The pain in his chest builds, makes it hard to breathe. It reminds him of that one time when Amity had slammed him into a wall – too hard, too fast, at just the wrong angle. The crunch of bone, the sudden shooting agony. The shallowness of his breath, unable to expand his ribs to get enough air. Her panicked call to Darius, because even then she knew better than to call the Healing Coven. Darius being well and truly furious with both of them, stabilizing Hunter anyway, getting in touch with some healer he actually trusted.

“Seven cracked ribs, are you out of your mind?” he’d snarled at Amity, and then to Hunter, “Your lungs shouldn’t even still work. I don’t understand how they do. Must be stronger than most witch’s. Don’t you dare pull this shit again.”

That hadn’t been the last time he’d fought Amity, of course. They'll probably be fighting each other until they both die. It's a good way to take the edge off, back in the castle.

But she hadn’t broken seven ribs at once since.

It feels like that, the grief. When he’s awake, it’s worse. A lot worse. Seven cracked ribs is nothing, comparatively. But in the dream, with Luz here, with the sight and the smell of her, it’s not so bad. Seven cracked ribs instead of two punctured lungs. He unwraps one arm from around her waist to touch his ribcage, gingerly, just in case he actually is injured. Anything can happen in a dream.

Nothing seems amiss. The pain is all in his head.

“That wasn’t rhetorical,” Luz says. “Who do you think you’re fighting for?”

Hunter closes his eyes.

“Yourself?” Luz laughs, and now it’s meaner, hard-edged. “You don’t have a self, Hunter.”

True enough. He’s been orbiting her for his entire life. Now he’s spinning, adrift. Lost in the inky blackness of space. He doesn’t create his own light or his own warmth; he never has. He's loved her, always, with everything he has and everything he is. He's always loved her. She's always been home to him. She's always made his light.

The fire in the fireplace is dying down. The room is growing dark. It’s getting colder, here; he can feel the chill on his face. It bites.

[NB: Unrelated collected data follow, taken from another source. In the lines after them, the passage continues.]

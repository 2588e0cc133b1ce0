pub mod api;
pub mod config;
pub mod entry;
pub mod error;
pub mod metrics;
pub mod store;
pub mod watchers;

use config::Config;
use error::CoreError;
use std::sync::Arc;
use store::EntryStore;
use tracing_subscriber::{fmt, prelude::*, EnvFilter};
use watchers::{Recorder, WatcherRegistry};

/// Initialize tracing/logging for hosts that don't set up their own
/// subscriber. Call once at startup.
pub fn init_tracing() {
    let filter = EnvFilter::try_from_default_env().unwrap_or_else(|_| EnvFilter::new("info"));

    tracing_subscriber::registry()
        .with(filter)
        .with(fmt::layer().with_target(true))
        .init();
}

/// Assembled telemetry runtime: the store, the shared recorder, and the
/// watcher registry, built from one immutable [`Config`].
pub struct Telemetry {
    pub config: Config,
    pub store: Arc<EntryStore>,
    pub recorder: Recorder,
    pub registry: WatcherRegistry,
}

impl Telemetry {
    /// Open the store, run migrations, and prepare the registry. With
    /// collection globally disabled the store still opens (the read API
    /// stays serviceable) but no watcher will activate.
    pub async fn initialize(config: Config) -> Result<Self, CoreError> {
        config::validate_config(&config).map_err(|e| CoreError::Validation(e.to_string()))?;

        metrics::init_metric_descriptions();

        let store = Arc::new(EntryStore::new(&config.storage).await?);
        let recorder = Recorder::new(Arc::clone(&store));

        let mut watchers_config = config.watchers.clone();
        if !config.enabled {
            watchers_config.disable_all();
        }
        let registry = WatcherRegistry::new(recorder.clone(), watchers_config);

        Ok(Self {
            config,
            store,
            recorder,
            registry,
        })
    }

    /// Router serving the dashboard read API.
    pub fn router(&self) -> axum::Router {
        let state = api::ApiState::new(
            Arc::clone(&self.store),
            self.config.runtime_mode,
            &self.config.api,
        );
        api::telemetry_router(state)
    }

    /// Spawn the retention pruning task with the configured policy.
    pub fn spawn_pruning(&self) -> tokio::task::JoinHandle<()> {
        store::spawn_prune_task(Arc::clone(&self.store), self.config.retention.clone())
    }
}

#[cfg(test)]
mod tests {
    use super::*;
    use crate::watchers::TargetPool;

    #[tokio::test]
    async fn test_initialize_with_defaults() {
        let telemetry = Telemetry::initialize(Config::default()).await.unwrap();
        assert_eq!(telemetry.store.latest_sequence().await.unwrap(), None);

        let installed = telemetry.registry.install(&TargetPool::default());
        assert!(installed.batch.is_some());
    }

    #[tokio::test]
    async fn test_globally_disabled_activates_no_watchers() {
        let config = Config {
            enabled: false,
            ..Config::default()
        };
        let telemetry = Telemetry::initialize(config).await.unwrap();

        let installed = telemetry.registry.install(&TargetPool::default());
        assert!(installed.batch.is_none());
        assert!(installed.exception.is_none());
        assert!(installed.log_layer.is_none());
    }
}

“You’re not a person,” Luz continues, low, ruthless. “You were a dog to me and a toy to Belos. And you couldn’t even get that right. If you’d done either of those things right, maybe I’d still be alive now. Maybe you’d still be protecting me instead of pretending to care. Maybe you wouldn’t have let me fucking die.

The pain makes it difficult to speak. Begging has never moved Belos, and so Hunter doubts that it’ll move this nightmare – this subconscious thing that speaks with Luz’s voice and the Emperor’s cruelty.

“Please,” Hunter says softly. “Please. I would have done anything for you. You know that. You know that. If you were her, you’d know that, and if you’re my mind, you’d still know that. Please, Luz – whatever you are. Whoever you are. I love you. Please don’t do this to me.”

“Hunter?”

There’s a shift in her – her voice, her tone. None of the meanness of before, none of the viciousness. She sounds confused, like she’s just woken up, like she also can’t remember how she stumbled into this unfamiliar cabin. Like she's his Luz, the one he lost, tripping into his mind from the other world.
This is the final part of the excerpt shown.